*What is being asked*: Return each entry exactly, with none missing.

*Source data*:
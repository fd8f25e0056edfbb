use std::fmt;
use std::time::Duration;

/// Summary of the contents of a [`FragmentMassIndex`](super::FragmentMassIndex)
#[derive(Debug, Clone, PartialEq)]
pub struct IndexStats {
    /// Number of stored (mass, peptide) pairs
    pub fragments: usize,
    /// Number of distinct quantized masses
    pub distinct_masses: usize,
    /// Fewest peptide ids stored under one mass
    pub min_peptides_per_mass: usize,
    /// Most peptide ids stored under one mass
    pub max_peptides_per_mass: usize,
    /// Pairs per partition
    pub partition_sizes: Vec<usize>,
    /// Fragments rejected because their mass can not be represented
    pub dropped_fragments: usize,
    /// Fixed-point scale of the stored masses
    pub scale: f64,
}

impl IndexStats {
    /// Average number of peptide ids per distinct mass
    pub fn mean_peptides_per_mass(&self) -> f64 {
        if self.distinct_masses == 0 {
            0.0
        } else {
            self.fragments as f64 / self.distinct_masses as f64
        }
    }
}

impl fmt::Display for IndexStats {
    fn fmt(&self, f: &mut fmt::Formatter<'_>) -> fmt::Result {
        writeln!(f, "Fragments:            {}", self.fragments)?;
        writeln!(f, "Distinct masses:      {}", self.distinct_masses)?;
        writeln!(
            f,
            "Peptides per mass:    min {} / mean {:.2} / max {}",
            self.min_peptides_per_mass,
            self.mean_peptides_per_mass(),
            self.max_peptides_per_mass
        )?;
        writeln!(f, "Partitions:           {}", self.partition_sizes.len())?;
        writeln!(f, "Dropped fragments:    {}", self.dropped_fragments)?;
        write!(f, "Mass resolution:      {} Da", 1.0 / self.scale)
    }
}

/// What happened during an index build
#[derive(Debug, Clone, Default, PartialEq)]
pub struct BuildReport {
    /// Peptides in the input table
    pub peptides_total: usize,
    /// Peptides that were fragmented and indexed
    pub peptides_indexed: usize,
    /// Peptides outside the configured peptide mass window
    pub peptides_skipped: usize,
    /// (mass, peptide) pairs stored
    pub fragments_inserted: usize,
    /// Fragments dropped because their mass can not be represented
    pub fragments_dropped: usize,
    /// Number of partitions built
    pub partitions: usize,
    /// Wall-clock build time
    pub elapsed: Duration,
}

impl fmt::Display for BuildReport {
    fn fmt(&self, f: &mut fmt::Formatter<'_>) -> fmt::Result {
        write!(
            f,
            "Indexed {} of {} peptides ({} fragments, {} dropped) in {} partitions in {:.2}s",
            self.peptides_indexed,
            self.peptides_total,
            self.fragments_inserted,
            self.fragments_dropped,
            self.partitions,
            self.elapsed.as_secs_f64()
        )
    }
}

*Result for this exercise*:
repository fd8f25e0056edfbb
use std::fmt;
use std::time::Duration;

/// Summary of the contents of a [`FragmentMassIndex`](super::FragmentMassIndex)
#[derive(Debug, Clone, PartialEq)]
pub struct IndexStats {
    /// Number of stored (mass, peptide) pairs
    pub fragments: usize,
    /// Number of distinct quantized masses
    pub distinct_masses: usize,
    /// Fewest peptide ids stored under one mass
    pub min_peptides_per_mass: usize,
    /// Most peptide ids stored under one mass
    pub max_peptides_per_mass: usize,
    /// Pairs per partition
    pub partition_sizes: Vec<usize>,
    /// Fragments rejected because their mass can not be represented
    pub dropped_fragments: usize,
    /// Fixed-point scale of the stored masses
    pub scale: f64,
}

impl IndexStats {
    /// Average number of peptide ids per distinct mass
    pub fn mean_peptides_per_mass(&self) -> f64 {
        if self.distinct_masses == 0 {
            0.0
        } else {
            self.fragments as f64 / self.distinct_masses as f64
        }
    }
}

impl fmt::Display for IndexStats {
    fn fmt(&self, f: &mut fmt::Formatter<'_>) -> fmt::Result {
        writeln!(f, "Fragments:            {}", self.fragments)?;
        writeln!(f, "Distinct masses:      {}", self.distinct_masses)?;
        writeln!(
            f,
            "Peptides per mass:    min {} / mean {:.2} / max {}",
            self.min_peptides_per_mass,
            self.mean_peptides_per_mass(),
            self.max_peptides_per_mass
        )?;
        writeln!(f, "Partitions:           {}", self.partition_sizes.len())?;
        writeln!(f, "Dropped fragments:    {}", self.dropped_fragments)?;
        write!(f, "Mass resolution:      {} Da", 1.0 / self.scale)
    }
}

/// What happened during an index build
#[derive(Debug, Clone, Default, PartialEq)]
pub struct BuildReport {
    /// Peptides in the input table
    pub peptides_total: usize,
    /// Peptides that were fragmented and indexed
    pub peptides_indexed: usize,
    /// Peptides outside the configured peptide mass window
    pub peptides_skipped: usize,
    /// (mass, peptide) pairs stored
    pub fragments_inserted: usize,
    /// Fragments dropped because their mass can not be represented
    pub fragments_dropped: usize,
    /// Number of partitions built
    pub partitions: usize,
    /// Wall-clock build time
    pub elapsed: Duration,
}

impl fmt::Display for BuildReport {
    fn fmt(&self, f: &mut fmt::Formatter<'_>) -> fmt::Result {
        write!(
            f,
            "Indexed {} of {} peptides ({} fragments, {} dropped) in {} partitions in {:.2}s",
            self.peptides_indexed,
            self.peptides_total,
            self.fragments_inserted,
            self.fragments_dropped,
            self.partitions,
            self.elapsed.as_secs_f64()
        )
    }
}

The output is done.